Stored data:
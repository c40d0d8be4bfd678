//! Error types for spantree-bridge.

use thiserror::Error;

use crate::NodeId;

/// Result type for bridge construction.
pub type Result<T> = std::result::Result<T, BridgeError>;

/// Errors that can occur while wiring a bridge.
#[derive(Debug, Error)]
pub enum BridgeError {
    /// A neighbor id with no mailbox, or the bridge's own id.
    #[error("invalid topology: bridge {node} cannot link to {neighbor}")]
    InvalidTopology { node: NodeId, neighbor: NodeId },
}
//! What a run produced.

use std::fmt;
use std::time::Duration;

use serde::{Serialize, Serializer};
use spantree_bridge::Route;
use spantree_topology::NodeId;

use crate::{ConvergenceState, FinalTree};

/// Why a run stopped short of the fixpoint.
#[derive(Debug, Clone, Copy, PartialEq, Eq, Serialize)]
#[serde(rename_all = "kebab-case")]
pub enum StopReason {
    /// Used up `max_rounds`
    RoundBudget,
    /// A full round changed nothing; no later round can either
    Stalled,
    /// Used up `max_duration`
    Deadline,
    /// Every worker is gone and the survivors never got there
    WorkerFailure,
}

impl fmt::Display for StopReason {
    fn fmt(&self, f: &mut fmt::Formatter<'_>) -> fmt::Result {
        f.write_str(match self {
            StopReason::RoundBudget => "round budget exhausted",
            StopReason::Stalled => "stalled",
            StopReason::Deadline => "deadline reached",
            StopReason::WorkerFailure => "workers failed",
        })
    }
}

/// How a run ended.
#[derive(Debug, Clone, PartialEq, Eq, Serialize)]
#[serde(tag = "status", content = "detail", rename_all = "kebab-case")]
pub enum RunOutcome {
    Converged(FinalTree),
    NotConverged {
        reason: StopReason,
        state: ConvergenceState,
    },
}

/// A worker that did not come back cleanly.
#[derive(Debug, Clone, PartialEq, Eq, Serialize)]
#[serde(tag = "kind", rename_all = "kebab-case")]
pub enum WorkerFailure {
    Panicked { node: NodeId, message: String },
    Unresponsive { node: NodeId },
}

impl WorkerFailure {
    pub fn node(&self) -> NodeId {
        match self {
            WorkerFailure::Panicked { node, .. } | WorkerFailure::Unresponsive { node } => *node,
        }
    }
}

impl fmt::Display for WorkerFailure {
    fn fmt(&self, f: &mut fmt::Formatter<'_>) -> fmt::Result {
        match self {
            WorkerFailure::Panicked { node, message } => write!(f, "bridge {node} panicked: {message}"),
            WorkerFailure::Unresponsive { node } => write!(f, "bridge {node} did not stop"),
        }
    }
}

/// One route change seen during a sequential run.
#[derive(Debug, Clone, Copy, PartialEq, Eq, Serialize)]
pub struct RouteChange {
    pub round: u64,
    pub node: NodeId,
    pub from: Route,
    pub to: Route,
}

/// Result of one engine run.
#[derive(Debug, Clone, Serialize)]
pub struct RunReport {
    /// Engine name
    pub engine: &'static str,
    pub outcome: RunOutcome,
    /// Rounds executed (0 for the concurrent engine)
    pub rounds: u64,
    #[serde(rename = "elapsed_ms", serialize_with = "as_millis")]
    pub elapsed: Duration,
    /// Advertisements delivered to a mailbox
    pub messages: u64,
    /// Route changes in order, when recorded
    #[serde(skip_serializing_if = "Vec::is_empty")]
    pub trace: Vec<RouteChange>,
    #[serde(skip_serializing_if = "Vec::is_empty")]
    pub failures: Vec<WorkerFailure>,
}

impl RunReport {
    pub fn is_converged(&self) -> bool {
        matches!(self.outcome, RunOutcome::Converged(_))
    }

    /// The tree, if the run converged.
    pub fn tree(&self) -> Option<&FinalTree> {
        match &self.outcome {
            RunOutcome::Converged(tree) => Some(tree),
            RunOutcome::NotConverged { .. } => None,
        }
    }

    pub fn into_tree(self) -> Option<FinalTree> {
        match self.outcome {
            RunOutcome::Converged(tree) => Some(tree),
            RunOutcome::NotConverged { .. } => None,
        }
    }

    /// Why the run stopped early, if it did.
    pub fn stop_reason(&self) -> Option<StopReason> {
        match self.outcome {
            RunOutcome::Converged(_) => None,
            RunOutcome::NotConverged { reason, .. } => Some(reason),
        }
    }
}

fn as_millis<S: Serializer>(duration: &Duration, serializer: S) -> Result<S::Ok, S::Error> {
    serializer.serialize_f64(duration.as_micros() as f64 / 1000.0)
}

ASSIGNMENT:
Each record above is to be restated word for word.

TASK OUTPUT:
repository c40d0d8be4bfd678
//! Error types for spantree-bridge.

use thiserror::Error;

use crate::NodeId;

/// Result type for bridge construction.
pub type Result<T> = std::result::Result<T, BridgeError>;

/// Errors that can occur while wiring a bridge.
#[derive(Debug, Error)]
pub enum BridgeError {
    /// A neighbor id with no mailbox, or the bridge's own id.
    #[error("invalid topology: bridge {node} cannot link to {neighbor}")]
    InvalidTopology { node: NodeId, neighbor: NodeId },
}
//! What a run produced.

use std::fmt;
use std::time::Duration;

use serde::{Serialize, Serializer};
use spantree_bridge::Route;
use spantree_topology::NodeId;

use crate::{ConvergenceState, FinalTree};

/// Why a run stopped short of the fixpoint.
#[derive(Debug, Clone, Copy, PartialEq, Eq, Serialize)]
#[serde(rename_all = "kebab-case")]
pub enum StopReason {
    /// Used up `max_rounds`
    RoundBudget,
    /// A full round changed nothing; no later round can either
    Stalled,
    /// Used up `max_duration`
    Deadline,
    /// Every worker is gone and the survivors never got there
    WorkerFailure,
}

impl fmt::Display for StopReason {
    fn fmt(&self, f: &mut fmt::Formatter<'_>) -> fmt::Result {
        f.write_str(match self {
            StopReason::RoundBudget => "round budget exhausted",
            StopReason::Stalled => "stalled",
            StopReason::Deadline => "deadline reached",
            StopReason::WorkerFailure => "workers failed",
        })
    }
}

/// How a run ended.
#[derive(Debug, Clone, PartialEq, Eq, Serialize)]
#[serde(tag = "status", content = "detail", rename_all = "kebab-case")]
pub enum RunOutcome {
    Converged(FinalTree),
    NotConverged {
        reason: StopReason,
        state: ConvergenceState,
    },
}

/// A worker that did not come back cleanly.
#[derive(Debug, Clone, PartialEq, Eq, Serialize)]
#[serde(tag = "kind", rename_all = "kebab-case")]
pub enum WorkerFailure {
    Panicked { node: NodeId, message: String },
    Unresponsive { node: NodeId },
}

impl WorkerFailure {
    pub fn node(&self) -> NodeId {
        match self {
            WorkerFailure::Panicked { node, .. } | WorkerFailure::Unresponsive { node } => *node,
        }
    }
}

impl fmt::Display for WorkerFailure {
    fn fmt(&self, f: &mut fmt::Formatter<'_>) -> fmt::Result {
        match self {
            WorkerFailure::Panicked { node, message } => write!(f, "bridge {node} panicked: {message}"),
            WorkerFailure::Unresponsive { node } => write!(f, "bridge {node} did not stop"),
        }
    }
}

/// One route change seen during a sequential run.
#[derive(Debug, Clone, Copy, PartialEq, Eq, Serialize)]
pub struct RouteChange {
    pub round: u64,
    pub node: NodeId,
    pub from: Route,
    pub to: Route,
}

/// Result of one engine run.
#[derive(Debug, Clone, Serialize)]
pub struct RunReport {
    /// Engine name
    pub engine: &'static str,
    pub outcome: RunOutcome,
    /// Rounds executed (0 for the concurrent engine)
    pub rounds: u64,
    #[serde(rename = "elapsed_ms", serialize_with = "as_millis")]
    pub elapsed: Duration,
    /// Advertisements delivered to a mailbox
    pub messages: u64,
    /// Route changes in order, when recorded
    #[serde(skip_serializing_if = "Vec::is_empty")]
    pub trace: Vec<RouteChange>,
    #[serde(skip_serializing_if = "Vec::is_empty")]
    pub failures: Vec<WorkerFailure>,
}

impl RunReport {
    pub fn is_converged(&self) -> bool {
        matches!(self.outcome, RunOutcome::Converged(_))
    }

    /// The tree, if the run converged.
    pub fn tree(&self) -> Option<&FinalTree> {
        match &self.outcome {
            RunOutcome::Converged(tree) => Some(tree),
            RunOutcome::NotConverged { .. } => None,
        }
    }

    pub fn into_tree(self) -> Option<FinalTree> {
        match self.outcome {
            RunOutcome::Converged(tree) => Some(tree),
            RunOutcome::NotConverged { .. } => None,
        }
    }

    /// Why the run stopped early, if it did.
    pub fn stop_reason(&self) -> Option<StopReason> {
        match self.outcome {
            RunOutcome::Converged(_) => None,
            RunOutcome::NotConverged { reason, .. } => Some(reason),
        }
    }
}

fn as_millis<S: Serializer>(duration: &Duration, serializer: S) -> Result<S::Ok, S::Error> {
    serializer.serialize_f64(duration.as_micros() as f64 / 1000.0)
}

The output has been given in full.